All other things being equal, she should’ve been fish food. It’s doubtful that even her skeleton would’ve been found since that channel, farther out on Long Island, deliberately faced an outward flowing current. But as luck would have it, Bobbi Jo’s body was dumped right before a significant late summer storm brought warm temperatures and several inches of rain. The medical examiner suggested the killer might’ve chosen that day specifically on the theory that more water would dispose of the evidence that much faster. If he hadn’t attached the weights, it might have, because while the channel flooded quickly, the weighted body moved slowly and was diverted at high water to a runoff reservoir, where it sat for days in highly acidic city wastewater, which ate the adhesive off the tape.

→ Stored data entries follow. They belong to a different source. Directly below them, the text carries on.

//! Redacting wrapper for the API key the gateway protects.

// self
use crate::_prelude::*;

/// Protected API key; formatters redact it so it stays out of logs.
#[derive(Clone, PartialEq, Eq, Serialize)]
#[serde(transparent)]
pub struct ApiKey(String);
impl ApiKey {
	/// Wraps a new key string.
	pub fn new(value: impl Into<String>) -> Self {
		Self(value.into())
	}

	/// Returns the raw key. Callers must avoid logging this string.
	pub fn expose(&self) -> &str {
		&self.0
	}

	/// Returns `true` when the key holds no characters.
	pub fn is_empty(&self) -> bool {
		self.0.is_empty()
	}
}
impl AsRef<str> for ApiKey {
	fn as_ref(&self) -> &str {
		self.expose()
	}
}
impl Debug for ApiKey {
	fn fmt(&self, f: &mut Formatter) -> FmtResult {
		f.debug_tuple("ApiKey").field(&"<redacted>").finish()
	}
}
impl Display for ApiKey {
	fn fmt(&self, f: &mut Formatter) -> FmtResult {
		f.write_str("<redacted>")
	}
}

#[cfg(test)]
mod tests {
	// self
	use super::*;

	#[test]
	fn key_formatters_redact() {
		let key = ApiKey::new("super-secret");

		assert_eq!(format!("{key:?}"), "ApiKey(\"<redacted>\")");
		assert_eq!(format!("{key}"), "<redacted>");
		assert_eq!(key.expose(), "super-secret");
	}
}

Gradually over the next twelve hours, the rain subsided, the runoff reservoir slowly drained, and Bobbi Jo’s swollen, turtle-nibbled, yellow-blue body came to the surface, like a bobbing apparition. Hence the name.

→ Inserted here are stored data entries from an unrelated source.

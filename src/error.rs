//! Crate-level error types shared by the vault, gateway, configuration, and server.
//!
//! Expected conditions (expired tokens, exhausted quotas) are not errors here; they travel as
//! explicit outcome values ([`crate::limiter::Admission`], [`crate::gateway::ExchangeError`]).
//! Only faults that should abort a request end up in [`Error`].

// self
use crate::_prelude::*;

/// Crate-wide result type alias returning [`Error`] by default.
pub type Result<T, E = Error> = std::result::Result<T, E>;

/// Canonical error exposed by public APIs.
#[derive(Debug, ThisError)]
pub enum Error {
	/// Local configuration problem.
	#[error(transparent)]
	Config(#[from] ConfigError),
	/// The operating system entropy source failed while generating a token.
	#[error("Entropy source failed: {message}.")]
	Entropy {
		/// Error reported by the random source.
		message: String,
	},
	/// Freshly generated tokens kept colliding with outstanding ones.
	#[error("Could not generate an unused session token after {attempts} attempts.")]
	TokenCollision {
		/// Number of generation attempts made.
		attempts: u32,
	},
	/// Socket or runtime I/O failure surfaced by the server.
	#[error("I/O error: {0}.")]
	Io(#[from] std::io::Error),
}

/// Configuration and key-source failures.
#[derive(Clone, Debug, PartialEq, Eq, ThisError)]
pub enum ConfigError {
	/// A setting could not be parsed or is out of range.
	#[error("Setting `{key}` has an invalid value `{value}`.")]
	InvalidValue {
		/// Environment key (or field name) that failed.
		key: &'static str,
		/// Offending raw value.
		value: String,
	},
	/// An environment variable holds bytes that are not valid unicode.
	#[error("Setting `{key}` is not valid unicode.")]
	NotUnicode {
		/// Environment key that failed.
		key: String,
	},
}
impl ConfigError {
	/// Builds an [`ConfigError::InvalidValue`] for the provided key/value pair.
	pub fn invalid(key: &'static str, value: impl Into<String>) -> Self {
		Self::InvalidValue { key, value: value.into() }
	}
}

#[cfg(test)]
mod tests {
	// self
	use super::*;

	#[test]
	fn config_error_converts_into_crate_error_with_source() {
		let config_error = ConfigError::invalid("TOKEN_EXCHANGE_RATE_LIMIT", "ten");
		let error: Error = config_error.clone().into();

		assert!(matches!(error, Error::Config(_)));
		assert!(error.to_string().contains("TOKEN_EXCHANGE_RATE_LIMIT"));
		assert_eq!(error.to_string(), config_error.to_string());
	}

	#[test]
	fn io_error_keeps_its_source() {
		let error: Error = std::io::Error::other("address in use").into();
		let source =
			StdError::source(&error).expect("I/O errors should expose the underlying source.");

		assert_eq!(source.to_string(), "address in use");
	}
}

She was found by a pair of joggers running along the trail at the edge of the reservoir, which bordered a large city park, and although it was impossible to say where exactly she’d been dumped along the channel’s seven-mile stretch to the sea, everyone agreed it was something bordering on a miracle that she’d even been found at all.

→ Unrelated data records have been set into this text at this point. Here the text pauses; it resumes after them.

//! Lock-sharded hash map used by the in-memory stores.

// std
use std::hash::{BuildHasher, RandomState};
// self
use crate::_prelude::*;

const DEFAULT_SHARDS: usize = 16;

/// Hash map split into independently locked shards.
///
/// Every operation touching a key holds only that key's shard lock for its whole duration, which
/// makes each call atomic per key while letting unrelated keys proceed in parallel.
pub struct ShardedMap<K, V> {
	shards: Box<[Mutex<HashMap<K, V>>]>,
	hasher: RandomState,
}
impl<K, V> ShardedMap<K, V>
where
	K: Eq + Hash,
{
	/// Creates a map with `shards` shards (at least one).
	pub fn with_shards(shards: usize) -> Self {
		let shards = (0..shards.max(1)).map(|_| Mutex::new(HashMap::new())).collect();

		Self { shards, hasher: RandomState::new() }
	}

	/// Inserts `value` unless `key` is already present. Returns `true` on insert.
	pub fn insert_absent(&self, key: K, value: V) -> bool {
		let mut guard = self.shard(&key).lock();

		if guard.contains_key(&key) {
			return false;
		}

		guard.insert(key, value);

		true
	}

	/// Looks up `key` and either returns a clone of its value (when `keep` approves it) or
	/// removes it, all under one lock acquisition.
	pub fn get_or_evict<Q>(&self, key: &Q, keep: impl FnOnce(&V) -> bool) -> Option<V>
	where
		K: Borrow<Q>,
		Q: ?Sized + Eq + Hash,
		V: Clone,
	{
		let mut guard = self.shard(key).lock();
		let verdict = guard.get(key).map(keep)?;

		if verdict {
			guard.get(key).cloned()
		} else {
			guard.remove(key);

			None
		}
	}

	/// Runs `f` over the slot for `key`; whatever `f` leaves in the slot is written back.
	pub fn update<Q, R>(&self, key: &Q, f: impl FnOnce(&mut Option<V>) -> R) -> R
	where
		K: Borrow<Q>,
		Q: ?Sized + Eq + Hash + ToOwned<Owned = K>,
	{
		let mut guard = self.shard(key).lock();
		let mut slot = guard.remove(key);
		let result = f(&mut slot);

		if let Some(value) = slot {
			guard.insert(key.to_owned(), value);
		}

		result
	}

	/// Keeps only the entries `keep` approves, one shard at a time. Returns the number removed.
	pub fn retain(&self, mut keep: impl FnMut(&K, &V) -> bool) -> usize {
		self.shards
			.iter()
			.map(|shard| {
				let mut guard = shard.lock();
				let before = guard.len();

				guard.retain(|k, v| keep(k, v));

				before - guard.len()
			})
			.sum()
	}

	/// Total number of entries across all shards.
	pub fn len(&self) -> usize {
		self.shards.iter().map(|shard| shard.lock().len()).sum()
	}

	/// Returns `true` when every shard is empty.
	pub fn is_empty(&self) -> bool {
		self.shards.iter().all(|shard| shard.lock().is_empty())
	}

	fn shard<Q>(&self, key: &Q) -> &Mutex<HashMap<K, V>>
	where
		Q: ?Sized + Hash,
	{
		let index = (self.hasher.hash_one(key) % self.shards.len() as u64) as usize;

		&self.shards[index]
	}
}
impl<K, V> Default for ShardedMap<K, V>
where
	K: Eq + Hash,
{
	fn default() -> Self {
		Self::with_shards(DEFAULT_SHARDS)
	}
}
impl<K, V> Debug for ShardedMap<K, V> {
	fn fmt(&self, f: &mut Formatter) -> FmtResult {
		f.debug_struct("ShardedMap").field("shards", &self.shards.len()).finish()
	}
}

I’ve often wondered if that wasn’t what all the old books meant when they talked about the dead coming back and why people nailed bodies to coffins and weighed them down with stones and the rest. Not that anyone expected they’d rise up on two feet and start walking around and causing trouble for everybody. Rather, that they might simply make another appearance—by whatever means: grave robbers, flash floods, freak gales, what-have-you. That there are forces that can propel the dead back among the living for them to wreak a fresh hell. A dead body can cause plenty of trouble for people without ever moving a finger, believe me.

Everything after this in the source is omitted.